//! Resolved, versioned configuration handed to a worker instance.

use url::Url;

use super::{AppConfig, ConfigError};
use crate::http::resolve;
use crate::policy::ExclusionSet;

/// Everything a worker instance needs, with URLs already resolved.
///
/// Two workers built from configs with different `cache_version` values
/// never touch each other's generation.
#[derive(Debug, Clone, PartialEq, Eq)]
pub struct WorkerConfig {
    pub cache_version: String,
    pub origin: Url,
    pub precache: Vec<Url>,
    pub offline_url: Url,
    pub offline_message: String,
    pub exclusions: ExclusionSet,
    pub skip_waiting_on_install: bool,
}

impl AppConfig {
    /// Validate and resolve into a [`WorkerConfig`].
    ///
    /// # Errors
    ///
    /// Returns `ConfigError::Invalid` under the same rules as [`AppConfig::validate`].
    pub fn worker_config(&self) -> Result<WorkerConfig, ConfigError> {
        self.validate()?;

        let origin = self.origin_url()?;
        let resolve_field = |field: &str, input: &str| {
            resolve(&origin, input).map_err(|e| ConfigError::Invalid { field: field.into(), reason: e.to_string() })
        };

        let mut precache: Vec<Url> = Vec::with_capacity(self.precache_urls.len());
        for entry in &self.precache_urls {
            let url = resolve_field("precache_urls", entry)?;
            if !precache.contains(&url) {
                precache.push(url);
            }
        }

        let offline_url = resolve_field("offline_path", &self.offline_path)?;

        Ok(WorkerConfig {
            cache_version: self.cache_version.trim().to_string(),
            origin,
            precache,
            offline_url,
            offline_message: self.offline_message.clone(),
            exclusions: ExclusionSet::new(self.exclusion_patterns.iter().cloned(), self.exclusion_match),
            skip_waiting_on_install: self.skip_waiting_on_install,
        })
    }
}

DIRECTIONS: Set the records above down again, exactly as they read.

EXERCISE SOLUTION:
//! Resolved, versioned configuration handed to a worker instance.

use url::Url;

use super::{AppConfig, ConfigError};
use crate::http::resolve;
use crate::policy::ExclusionSet;

/// Everything a worker instance needs, with URLs already resolved.
///
/// Two workers built from configs with different `cache_version` values
/// never touch each other's generation.
#[derive(Debug, Clone, PartialEq, Eq)]
pub struct WorkerConfig {
    pub cache_version: String,
    pub origin: Url,
    pub precache: Vec<Url>,
    pub offline_url: Url,
    pub offline_message: String,
    pub exclusions: ExclusionSet,
    pub skip_waiting_on_install: bool,
}

impl AppConfig {
    /// Validate and resolve into a [`WorkerConfig`].
    ///
    /// # Errors
    ///
    /// Returns `ConfigError::Invalid` under the same rules as [`AppConfig::validate`].
    pub fn worker_config(&self) -> Result<WorkerConfig, ConfigError> {
        self.validate()?;

        let origin = self.origin_url()?;
        let resolve_field = |field: &str, input: &str| {
            resolve(&origin, input).map_err(|e| ConfigError::Invalid { field: field.into(), reason: e.to_string() })
        };

        let mut precache: Vec<Url> = Vec::with_capacity(self.precache_urls.len());
        for entry in &self.precache_urls {
            let url = resolve_field("precache_urls", entry)?;
            if !precache.contains(&url) {
                precache.push(url);
            }
        }

        let offline_url = resolve_field("offline_path", &self.offline_path)?;

        Ok(WorkerConfig {
            cache_version: self.cache_version.trim().to_string(),
            origin,
            precache,
            offline_url,
            offline_message: self.offline_message.clone(),
            exclusions: ExclusionSet::new(self.exclusion_patterns.iter().cloned(), self.exclusion_match),
            skip_waiting_on_install: self.skip_waiting_on_install,
        })
    }
}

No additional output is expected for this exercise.